Simon Young graduated from Cambridge University with degrees in Electrical Engineering and Veterinary Medicine, and a PhD in horse lung mechanics. He specialised in veterinary anaesthesia and practised at the Animal Health Trust in Newmarket before moving to Canada, where he was an assistant professor in the Ontario Veterinary College at the University of Guelph. He then started a career in the pharmaceutical industry, working first at Merck in the USA and then for AstraZeneca in the UK. In 2020, he joined Sysmex Corporation to head up the Research and Development Centre in Cambridge, which develops new applications for Sysmex diagnostic technology and partners with academic and business groups to develop novel diagnostic biomarkers.

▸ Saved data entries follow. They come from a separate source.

use axum::extract::{Path, Query, State};
use axum::Json;
use serde::{Deserialize, Serialize};

use crate::api::state::AppState;
use crate::api::ApiError;
use crate::engine::analyze_match;
use crate::models::{MatchAnalysis, MatchDetails, MatchId, MatchSummary};

const DEFAULT_MATCH_COUNT: usize = 20;
const MAX_MATCH_COUNT: usize = 100;

#[derive(Debug, Deserialize)]
pub struct PlayerParams {
    pub puuid: String,
}

#[derive(Debug, Deserialize)]
pub struct MatchListParams {
    pub puuid: String,
    pub count: Option<usize>,
}

#[derive(Debug, Serialize)]
pub struct MatchListResponse {
    pub matches: Vec<MatchSummary>,
    pub total: usize,
}

/// Recent stored matches for a player, newest first.
pub async fn list_matches(
    State(state): State<AppState>,
    Query(params): Query<MatchListParams>,
) -> Result<Json<MatchListResponse>, ApiError> {
    let count = params
        .count
        .unwrap_or(DEFAULT_MATCH_COUNT)
        .clamp(1, MAX_MATCH_COUNT);

    let mut matches: Vec<MatchSummary> = state
        .store
        .load_all()?
        .iter()
        .filter_map(|record| MatchSummary::from_record(record, &params.puuid))
        .collect();

    matches.sort_by(|a, b| {
        b.game_creation
            .cmp(&a.game_creation)
            .then_with(|| a.match_id.as_str().cmp(b.match_id.as_str()))
    });
    let total = matches.len();
    matches.truncate(count);

    tracing::debug!("Found {} matches for {}", total, params.puuid);
    Ok(Json(MatchListResponse { matches, total }))
}

/// Scoreboard for a stored match.
pub async fn match_details(
    State(state): State<AppState>,
    Path(match_id): Path<String>,
    Query(params): Query<PlayerParams>,
) -> Result<Json<MatchDetails>, ApiError> {
    let record = state.store.load(&MatchId::from(match_id))?;
    Ok(Json(MatchDetails::from_record(
        &record,
        &params.puuid,
        &state.radar.avatar_base_url,
    )))
}

/// Highlights and headline stats for one player in a stored match.
pub async fn match_analysis(
    State(state): State<AppState>,
    Path(match_id): Path<String>,
    Query(params): Query<PlayerParams>,
) -> Result<Json<MatchAnalysis>, ApiError> {
    let record = state.store.load(&MatchId::from(match_id))?;
    Ok(Json(analyze_match(&record, &params.puuid)?))
}
//! Benchmark-relative normalization of per-minute rates.

use crate::models::{BenchmarkTable, NormalizedScores, RankTier, RawRates, Role};

/// Expected damage taken per minute, shared across every role.
pub const AVG_DAMAGE_TAKEN_PER_MIN: f64 = 450.0;

/// Score a raw value against an expected value: `raw / expected * 100`,
/// unclamped. An expected value that is zero, negative or not finite
/// leaves the raw value unchanged.
pub fn score_against(raw: f64, expected: f64) -> f64 {
    if expected.is_finite() && expected > 0.0 {
        raw / expected * 100.0
    } else {
        raw
    }
}

/// Scale a participant's rates against the benchmark for `(tier, role)`.
///
/// Lookups follow the table's fallback chain. If the table has no usable
/// entry at all, the rate axes pass through unscaled.
pub fn normalize(
    rates: &RawRates,
    role: Role,
    tier: RankTier,
    table: &BenchmarkTable,
) -> NormalizedScores {
    let damage_taken = score_against(rates.damage_taken_per_min, AVG_DAMAGE_TAKEN_PER_MIN);

    let Some(found) = table.lookup(tier, role) else {
        tracing::warn!(%tier, %role, "No benchmark available, leaving rates unscaled");
        return NormalizedScores {
            damage: rates.damage_per_min,
            damage_taken,
            farm: rates.farm_per_min,
            gold: rates.gold_per_min,
            vision: rates.vision_per_min,
            kda: rates.kda,
        };
    };

    if found.is_fallback(tier, role) {
        tracing::warn!(
            requested_tier = %tier,
            requested_role = %role,
            tier = %found.tier,
            role = %found.role,
            "Benchmark lookup fell back"
        );
    }

    let benchmark = found.benchmark;
    NormalizedScores {
        damage: score_against(rates.damage_per_min, benchmark.damage_per_min),
        damage_taken,
        farm: score_against(rates.farm_per_min, benchmark.cs_per_min),
        gold: score_against(rates.gold_per_min, benchmark.gold_per_min),
        vision: score_against(rates.vision_per_min, benchmark.wards_per_min),
        kda: score_against(rates.kda, benchmark.kda),
    }
}

#[cfg(test)]
mod tests {
    use super::*;
    use crate::models::Benchmark;

    #[test]
    fn test_score_against() {
        assert_eq!(score_against(580.0, 580.0), 100.0);
        assert_eq!(score_against(1160.0, 580.0), 200.0);
        assert_eq!(score_against(290.0, 580.0), 50.0);
        assert_eq!(score_against(3.0, 0.0), 3.0);
        assert_eq!(score_against(3.0, -1.0), 3.0);
        assert_eq!(score_against(3.0, f64::NAN), 3.0);
    }

    #[test]
    fn test_exact_benchmark_scores_one_hundred() {
        let table = BenchmarkTable::standard();
        let gold_top = *table.get(RankTier::Gold, Role::Top).unwrap();
        let rates = RawRates {
            damage_per_min: gold_top.damage_per_min,
            damage_taken_per_min: AVG_DAMAGE_TAKEN_PER_MIN,
            farm_per_min: gold_top.cs_per_min,
            gold_per_min: gold_top.gold_per_min,
            vision_per_min: gold_top.wards_per_min,
            kda: gold_top.kda,
        };

        let scores = normalize(&rates, Role::Top, RankTier::Gold, &table);

        assert_eq!(scores.damage, 100.0);
        assert_eq!(scores.damage_taken, 100.0);
        assert_eq!(scores.farm, 100.0);
        assert_eq!(scores.gold, 100.0);
        assert_eq!(scores.vision, 100.0);
        assert_eq!(scores.kda, 100.0);
    }

    #[test]
    fn test_deathless_kda_example() {
        let rates = RawRates {
            kda: 15.0,
            ..Default::default()
        };
        let scores = normalize(&rates, Role::Top, RankTier::Gold, &BenchmarkTable::standard());
        assert!((scores.kda - 576.92).abs() < 0.01);
    }

    #[test]
    fn test_farm_example() {
        let rates = RawRates {
            farm_per_min: 7.0,
            ..Default::default()
        };
        let scores = normalize(&rates, Role::Top, RankTier::Gold, &BenchmarkTable::standard());
        assert!((scores.farm - 127.27).abs() < 0.01);
    }

    #[test]
    fn test_no_upper_clamp() {
        let rates = RawRates {
            damage_per_min: 1392.0,
            ..Default::default()
        };
        let scores = normalize(&rates, Role::Top, RankTier::Gold, &BenchmarkTable::standard());
        assert!((scores.damage - 240.0).abs() < 1e-9);
    }

    #[test]
    fn test_damage_taken_is_role_independent() {
        let table = BenchmarkTable::standard();
        let rates = RawRates {
            damage_taken_per_min: 900.0,
            ..Default::default()
        };

        for role in Role::ALL {
            let scores = normalize(&rates, role, RankTier::Gold, &table);
            assert_eq!(scores.damage_taken, 200.0);
        }
    }

    #[test]
    fn test_unknown_tier_uses_gold() {
        let table = BenchmarkTable::standard();
        let rates = RawRates {
            gold_per_min: 430.0,
            ..Default::default()
        };
        let scores = normalize(&rates, Role::Mid, RankTier::Challenger, &table);
        assert_eq!(scores.gold, 100.0);
    }

    #[test]
    fn test_zero_benchmark_passes_raw_through() {
        let table = BenchmarkTable::from_entries([(
            RankTier::Gold,
            Role::Mid,
            Benchmark::new(0.0, 0.24, 680.0, 430.0, 2.7),
        )]);
        let rates = RawRates {
            farm_per_min: 6.5,
            ..Default::default()
        };
        let scores = normalize(&rates, Role::Mid, RankTier::Gold, &table);
        assert_eq!(scores.farm, 6.5);
    }

    #[test]
    fn test_empty_table_passes_raw_through() {
        let rates = RawRates {
            damage_per_min: 512.0,
            damage_taken_per_min: 450.0,
            kda: 3.0,
            ..Default::default()
        };
        let scores = normalize(&rates, Role::Adc, RankTier::Gold, &BenchmarkTable::empty());

        assert_eq!(scores.damage, 512.0);
        assert_eq!(scores.kda, 3.0);
        assert_eq!(scores.damage_taken, 100.0);
    }
}
//! Team membership from participant slot order.

use crate::models::{MatchContext, Team};

use super::EngineError;

/// Team of the participant with `puuid`. Slots 0-4 are team A, the rest
/// team B.
pub fn team_of(context: &MatchContext<'_>, puuid: &str) -> Result<Team, EngineError> {
    context
        .slot_of(puuid)
        .map(Team::from_slot)
        .ok_or_else(|| EngineError::ParticipantNotFound {
            puuid: puuid.to_string(),
        })
}

#[cfg(test)]
mod tests {
    use super::*;
    use crate::models::ParticipantRecord;

    fn participants() -> Vec<ParticipantRecord> {
        (0..10)
            .map(|i| ParticipantRecord::new(format!("p{}", i)))
            .collect()
    }

    #[test]
    fn test_team_of_by_slot() {
        let players = participants();
        let ctx = MatchContext::new(&players, 1800);

        assert_eq!(team_of(&ctx, "p0").unwrap(), Team::A);
        assert_eq!(team_of(&ctx, "p4").unwrap(), Team::A);
        assert_eq!(team_of(&ctx, "p5").unwrap(), Team::B);
        assert_eq!(team_of(&ctx, "p9").unwrap(), Team::B);
    }

    #[test]
    fn test_team_of_missing_participant() {
        let players = participants();
        let ctx = MatchContext::new(&players, 1800);

        let err = team_of(&ctx, "ghost").unwrap_err();
        assert!(matches!(err, EngineError::ParticipantNotFound { ref puuid } if puuid == "ghost"));
    }
}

Sysmex Corporation is a world leader in clinical laboratory systemization and solutions, including laboratory diagnostics, laboratory automation and clinical informatics. Serving customers for more than 50 years, Sysmex focuses on technological leadership in diagnostic science and information tools that make a difference in the health of people worldwide. We are a leader in haematology and are expanding our products and services in the haemostasis, immunochemistry and cancer genomics fields. Our Research and Development programs focus on the development of testing and diagnostic technologies that are innovative, original and optimize individual health. We are shaping the future of health care by pioneering next generation technology, from the use of artificial intelligence and big data analysis to developing medical robotics. Sysmex is headquartered in Kobe, Japan, and has subsidiaries in North America, Latin America, Europe, the Middle East, Africa, China and Asia Pacific and employs more than 9,000 people worldwide. Sysmex Corporation is listed in the top tier of the Tokyo Stock Exchange.